### Exercise goal
Word for word, restate each of the records below.

### Dataset entries
* * * * *

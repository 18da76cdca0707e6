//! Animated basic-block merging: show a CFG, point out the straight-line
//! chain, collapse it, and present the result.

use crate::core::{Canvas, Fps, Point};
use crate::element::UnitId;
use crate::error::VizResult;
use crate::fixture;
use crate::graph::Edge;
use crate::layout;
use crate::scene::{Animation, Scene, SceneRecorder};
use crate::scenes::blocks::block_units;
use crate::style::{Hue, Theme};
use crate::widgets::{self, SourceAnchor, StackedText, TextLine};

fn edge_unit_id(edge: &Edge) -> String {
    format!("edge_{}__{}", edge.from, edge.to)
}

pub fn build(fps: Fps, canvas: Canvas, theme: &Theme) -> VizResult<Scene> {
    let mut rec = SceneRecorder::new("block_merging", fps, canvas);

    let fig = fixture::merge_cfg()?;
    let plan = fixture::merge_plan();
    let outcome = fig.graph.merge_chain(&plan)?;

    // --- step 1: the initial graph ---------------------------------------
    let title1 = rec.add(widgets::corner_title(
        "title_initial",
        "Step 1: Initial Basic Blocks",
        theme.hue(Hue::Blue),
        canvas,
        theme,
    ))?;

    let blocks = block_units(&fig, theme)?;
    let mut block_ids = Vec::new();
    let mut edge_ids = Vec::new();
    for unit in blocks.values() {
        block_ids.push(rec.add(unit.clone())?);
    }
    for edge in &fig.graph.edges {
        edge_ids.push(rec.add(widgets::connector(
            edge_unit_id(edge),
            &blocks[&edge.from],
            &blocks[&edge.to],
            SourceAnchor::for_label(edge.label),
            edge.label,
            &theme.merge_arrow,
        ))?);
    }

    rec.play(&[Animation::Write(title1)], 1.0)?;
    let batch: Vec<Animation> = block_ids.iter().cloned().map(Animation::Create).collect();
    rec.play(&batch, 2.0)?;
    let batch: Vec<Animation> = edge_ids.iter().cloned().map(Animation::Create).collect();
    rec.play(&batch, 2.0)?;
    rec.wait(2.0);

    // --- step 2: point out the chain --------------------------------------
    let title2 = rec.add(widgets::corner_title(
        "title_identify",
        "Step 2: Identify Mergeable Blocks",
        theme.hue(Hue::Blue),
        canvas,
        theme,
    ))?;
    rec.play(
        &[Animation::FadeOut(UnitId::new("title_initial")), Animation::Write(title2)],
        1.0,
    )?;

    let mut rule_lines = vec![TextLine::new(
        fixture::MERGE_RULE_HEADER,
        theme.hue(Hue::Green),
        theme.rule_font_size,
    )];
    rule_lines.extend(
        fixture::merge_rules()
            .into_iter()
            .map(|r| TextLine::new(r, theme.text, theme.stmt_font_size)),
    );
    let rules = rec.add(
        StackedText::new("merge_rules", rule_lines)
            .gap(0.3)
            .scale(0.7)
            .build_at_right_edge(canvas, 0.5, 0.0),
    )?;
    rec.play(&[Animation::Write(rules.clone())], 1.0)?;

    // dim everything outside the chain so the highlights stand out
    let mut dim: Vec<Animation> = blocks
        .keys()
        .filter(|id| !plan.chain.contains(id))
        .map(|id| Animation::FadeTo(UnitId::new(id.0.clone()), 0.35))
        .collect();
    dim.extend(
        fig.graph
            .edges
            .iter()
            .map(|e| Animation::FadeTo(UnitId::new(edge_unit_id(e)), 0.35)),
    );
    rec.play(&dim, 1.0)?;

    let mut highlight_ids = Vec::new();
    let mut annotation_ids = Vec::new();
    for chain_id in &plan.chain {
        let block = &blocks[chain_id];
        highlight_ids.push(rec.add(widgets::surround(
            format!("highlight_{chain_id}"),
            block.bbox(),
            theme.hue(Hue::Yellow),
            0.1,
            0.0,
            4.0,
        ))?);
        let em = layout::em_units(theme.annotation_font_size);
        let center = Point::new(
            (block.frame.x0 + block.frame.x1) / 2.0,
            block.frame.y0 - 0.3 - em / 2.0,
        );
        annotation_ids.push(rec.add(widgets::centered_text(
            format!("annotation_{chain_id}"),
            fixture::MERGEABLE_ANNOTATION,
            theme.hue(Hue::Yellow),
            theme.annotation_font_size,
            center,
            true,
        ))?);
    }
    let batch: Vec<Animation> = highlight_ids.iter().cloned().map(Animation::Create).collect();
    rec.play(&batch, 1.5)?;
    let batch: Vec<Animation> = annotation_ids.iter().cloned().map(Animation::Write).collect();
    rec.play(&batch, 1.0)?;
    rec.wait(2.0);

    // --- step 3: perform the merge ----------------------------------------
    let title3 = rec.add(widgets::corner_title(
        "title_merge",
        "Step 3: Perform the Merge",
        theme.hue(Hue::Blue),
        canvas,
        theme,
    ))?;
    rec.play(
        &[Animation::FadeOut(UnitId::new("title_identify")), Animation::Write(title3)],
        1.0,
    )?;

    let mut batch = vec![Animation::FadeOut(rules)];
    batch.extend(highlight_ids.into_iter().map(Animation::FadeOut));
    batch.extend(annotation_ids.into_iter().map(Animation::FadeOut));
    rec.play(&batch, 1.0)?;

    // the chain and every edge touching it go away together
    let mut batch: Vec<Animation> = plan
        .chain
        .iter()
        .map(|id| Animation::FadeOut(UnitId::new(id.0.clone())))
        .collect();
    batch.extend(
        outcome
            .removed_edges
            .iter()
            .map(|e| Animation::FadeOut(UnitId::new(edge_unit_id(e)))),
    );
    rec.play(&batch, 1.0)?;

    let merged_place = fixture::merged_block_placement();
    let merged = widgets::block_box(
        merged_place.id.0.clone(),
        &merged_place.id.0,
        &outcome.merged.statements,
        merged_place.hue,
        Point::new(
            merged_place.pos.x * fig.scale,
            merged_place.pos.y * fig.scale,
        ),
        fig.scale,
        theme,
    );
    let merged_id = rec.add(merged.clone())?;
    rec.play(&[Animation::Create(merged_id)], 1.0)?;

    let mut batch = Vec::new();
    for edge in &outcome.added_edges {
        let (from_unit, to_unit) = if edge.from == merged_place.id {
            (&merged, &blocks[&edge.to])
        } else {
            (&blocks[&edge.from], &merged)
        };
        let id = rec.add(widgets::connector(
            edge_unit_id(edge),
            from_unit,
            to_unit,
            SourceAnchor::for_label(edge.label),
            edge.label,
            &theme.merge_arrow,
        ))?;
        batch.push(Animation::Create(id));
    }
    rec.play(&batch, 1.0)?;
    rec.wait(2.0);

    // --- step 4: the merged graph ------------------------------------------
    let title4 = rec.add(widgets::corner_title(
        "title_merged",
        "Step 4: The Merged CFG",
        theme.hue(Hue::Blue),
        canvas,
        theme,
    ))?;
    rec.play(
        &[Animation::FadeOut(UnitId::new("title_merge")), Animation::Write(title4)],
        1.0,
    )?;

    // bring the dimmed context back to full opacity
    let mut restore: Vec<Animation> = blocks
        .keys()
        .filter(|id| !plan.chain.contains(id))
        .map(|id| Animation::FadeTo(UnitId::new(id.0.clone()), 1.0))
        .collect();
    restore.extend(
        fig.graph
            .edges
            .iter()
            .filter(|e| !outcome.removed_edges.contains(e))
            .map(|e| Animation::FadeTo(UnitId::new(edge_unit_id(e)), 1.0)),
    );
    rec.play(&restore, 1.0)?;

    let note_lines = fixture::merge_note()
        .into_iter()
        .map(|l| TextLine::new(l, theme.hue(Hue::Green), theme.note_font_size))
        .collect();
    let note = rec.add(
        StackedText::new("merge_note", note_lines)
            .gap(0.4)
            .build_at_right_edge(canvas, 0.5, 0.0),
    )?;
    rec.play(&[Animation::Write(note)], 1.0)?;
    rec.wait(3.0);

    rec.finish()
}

* * * * *

### Solution for this problem
repository 18da76cdca0707e6
//! Animated basic-block merging: show a CFG, point out the straight-line
//! chain, collapse it, and present the result.

use crate::core::{Canvas, Fps, Point};
use crate::element::UnitId;
use crate::error::VizResult;
use crate::fixture;
use crate::graph::Edge;
use crate::layout;
use crate::scene::{Animation, Scene, SceneRecorder};
use crate::scenes::blocks::block_units;
use crate::style::{Hue, Theme};
use crate::widgets::{self, SourceAnchor, StackedText, TextLine};

fn edge_unit_id(edge: &Edge) -> String {
    format!("edge_{}__{}", edge.from, edge.to)
}

pub fn build(fps: Fps, canvas: Canvas, theme: &Theme) -> VizResult<Scene> {
    let mut rec = SceneRecorder::new("block_merging", fps, canvas);

    let fig = fixture::merge_cfg()?;
    let plan = fixture::merge_plan();
    let outcome = fig.graph.merge_chain(&plan)?;

    // --- step 1: the initial graph ---------------------------------------
    let title1 = rec.add(widgets::corner_title(
        "title_initial",
        "Step 1: Initial Basic Blocks",
        theme.hue(Hue::Blue),
        canvas,
        theme,
    ))?;

    let blocks = block_units(&fig, theme)?;
    let mut block_ids = Vec::new();
    let mut edge_ids = Vec::new();
    for unit in blocks.values() {
        block_ids.push(rec.add(unit.clone())?);
    }
    for edge in &fig.graph.edges {
        edge_ids.push(rec.add(widgets::connector(
            edge_unit_id(edge),
            &blocks[&edge.from],
            &blocks[&edge.to],
            SourceAnchor::for_label(edge.label),
            edge.label,
            &theme.merge_arrow,
        ))?);
    }

    rec.play(&[Animation::Write(title1)], 1.0)?;
    let batch: Vec<Animation> = block_ids.iter().cloned().map(Animation::Create).collect();
    rec.play(&batch, 2.0)?;
    let batch: Vec<Animation> = edge_ids.iter().cloned().map(Animation::Create).collect();
    rec.play(&batch, 2.0)?;
    rec.wait(2.0);

    // --- step 2: point out the chain --------------------------------------
    let title2 = rec.add(widgets::corner_title(
        "title_identify",
        "Step 2: Identify Mergeable Blocks",
        theme.hue(Hue::Blue),
        canvas,
        theme,
    ))?;
    rec.play(
        &[Animation::FadeOut(UnitId::new("title_initial")), Animation::Write(title2)],
        1.0,
    )?;

    let mut rule_lines = vec![TextLine::new(
        fixture::MERGE_RULE_HEADER,
        theme.hue(Hue::Green),
        theme.rule_font_size,
    )];
    rule_lines.extend(
        fixture::merge_rules()
            .into_iter()
            .map(|r| TextLine::new(r, theme.text, theme.stmt_font_size)),
    );
    let rules = rec.add(
        StackedText::new("merge_rules", rule_lines)
            .gap(0.3)
            .scale(0.7)
            .build_at_right_edge(canvas, 0.5, 0.0),
    )?;
    rec.play(&[Animation::Write(rules.clone())], 1.0)?;

    // dim everything outside the chain so the highlights stand out
    let mut dim: Vec<Animation> = blocks
        .keys()
        .filter(|id| !plan.chain.contains(id))
        .map(|id| Animation::FadeTo(UnitId::new(id.0.clone()), 0.35))
        .collect();
    dim.extend(
        fig.graph
            .edges
            .iter()
            .map(|e| Animation::FadeTo(UnitId::new(edge_unit_id(e)), 0.35)),
    );
    rec.play(&dim, 1.0)?;

    let mut highlight_ids = Vec::new();
    let mut annotation_ids = Vec::new();
    for chain_id in &plan.chain {
        let block = &blocks[chain_id];
        highlight_ids.push(rec.add(widgets::surround(
            format!("highlight_{chain_id}"),
            block.bbox(),
            theme.hue(Hue::Yellow),
            0.1,
            0.0,
            4.0,
        ))?);
        let em = layout::em_units(theme.annotation_font_size);
        let center = Point::new(
            (block.frame.x0 + block.frame.x1) / 2.0,
            block.frame.y0 - 0.3 - em / 2.0,
        );
        annotation_ids.push(rec.add(widgets::centered_text(
            format!("annotation_{chain_id}"),
            fixture::MERGEABLE_ANNOTATION,
            theme.hue(Hue::Yellow),
            theme.annotation_font_size,
            center,
            true,
        ))?);
    }
    let batch: Vec<Animation> = highlight_ids.iter().cloned().map(Animation::Create).collect();
    rec.play(&batch, 1.5)?;
    let batch: Vec<Animation> = annotation_ids.iter().cloned().map(Animation::Write).collect();
    rec.play(&batch, 1.0)?;
    rec.wait(2.0);

    // --- step 3: perform the merge ----------------------------------------
    let title3 = rec.add(widgets::corner_title(
        "title_merge",
        "Step 3: Perform the Merge",
        theme.hue(Hue::Blue),
        canvas,
        theme,
    ))?;
    rec.play(
        &[Animation::FadeOut(UnitId::new("title_identify")), Animation::Write(title3)],
        1.0,
    )?;

    let mut batch = vec![Animation::FadeOut(rules)];
    batch.extend(highlight_ids.into_iter().map(Animation::FadeOut));
    batch.extend(annotation_ids.into_iter().map(Animation::FadeOut));
    rec.play(&batch, 1.0)?;

    // the chain and every edge touching it go away together
    let mut batch: Vec<Animation> = plan
        .chain
        .iter()
        .map(|id| Animation::FadeOut(UnitId::new(id.0.clone())))
        .collect();
    batch.extend(
        outcome
            .removed_edges
            .iter()
            .map(|e| Animation::FadeOut(UnitId::new(edge_unit_id(e)))),
    );
    rec.play(&batch, 1.0)?;

    let merged_place = fixture::merged_block_placement();
    let merged = widgets::block_box(
        merged_place.id.0.clone(),
        &merged_place.id.0,
        &outcome.merged.statements,
        merged_place.hue,
        Point::new(
            merged_place.pos.x * fig.scale,
            merged_place.pos.y * fig.scale,
        ),
        fig.scale,
        theme,
    );
    let merged_id = rec.add(merged.clone())?;
    rec.play(&[Animation::Create(merged_id)], 1.0)?;

    let mut batch = Vec::new();
    for edge in &outcome.added_edges {
        let (from_unit, to_unit) = if edge.from == merged_place.id {
            (&merged, &blocks[&edge.to])
        } else {
            (&blocks[&edge.from], &merged)
        };
        let id = rec.add(widgets::connector(
            edge_unit_id(edge),
            from_unit,
            to_unit,
            SourceAnchor::for_label(edge.label),
            edge.label,
            &theme.merge_arrow,
        ))?;
        batch.push(Animation::Create(id));
    }
    rec.play(&batch, 1.0)?;
    rec.wait(2.0);

    // --- step 4: the merged graph ------------------------------------------
    let title4 = rec.add(widgets::corner_title(
        "title_merged",
        "Step 4: The Merged CFG",
        theme.hue(Hue::Blue),
        canvas,
        theme,
    ))?;
    rec.play(
        &[Animation::FadeOut(UnitId::new("title_merge")), Animation::Write(title4)],
        1.0,
    )?;

    // bring the dimmed context back to full opacity
    let mut restore: Vec<Animation> = blocks
        .keys()
        .filter(|id| !plan.chain.contains(id))
        .map(|id| Animation::FadeTo(UnitId::new(id.0.clone()), 1.0))
        .collect();
    restore.extend(
        fig.graph
            .edges
            .iter()
            .filter(|e| !outcome.removed_edges.contains(e))
            .map(|e| Animation::FadeTo(UnitId::new(edge_unit_id(e)), 1.0)),
    );
    rec.play(&restore, 1.0)?;

    let note_lines = fixture::merge_note()
        .into_iter()
        .map(|l| TextLine::new(l, theme.hue(Hue::Green), theme.note_font_size))
        .collect();
    let note = rec.add(
        StackedText::new("merge_note", note_lines)
            .gap(0.4)
            .build_at_right_edge(canvas, 0.5, 0.0),
    )?;
    rec.play(&[Animation::Write(note)], 1.0)?;
    rec.wait(3.0);

    rec.finish()
}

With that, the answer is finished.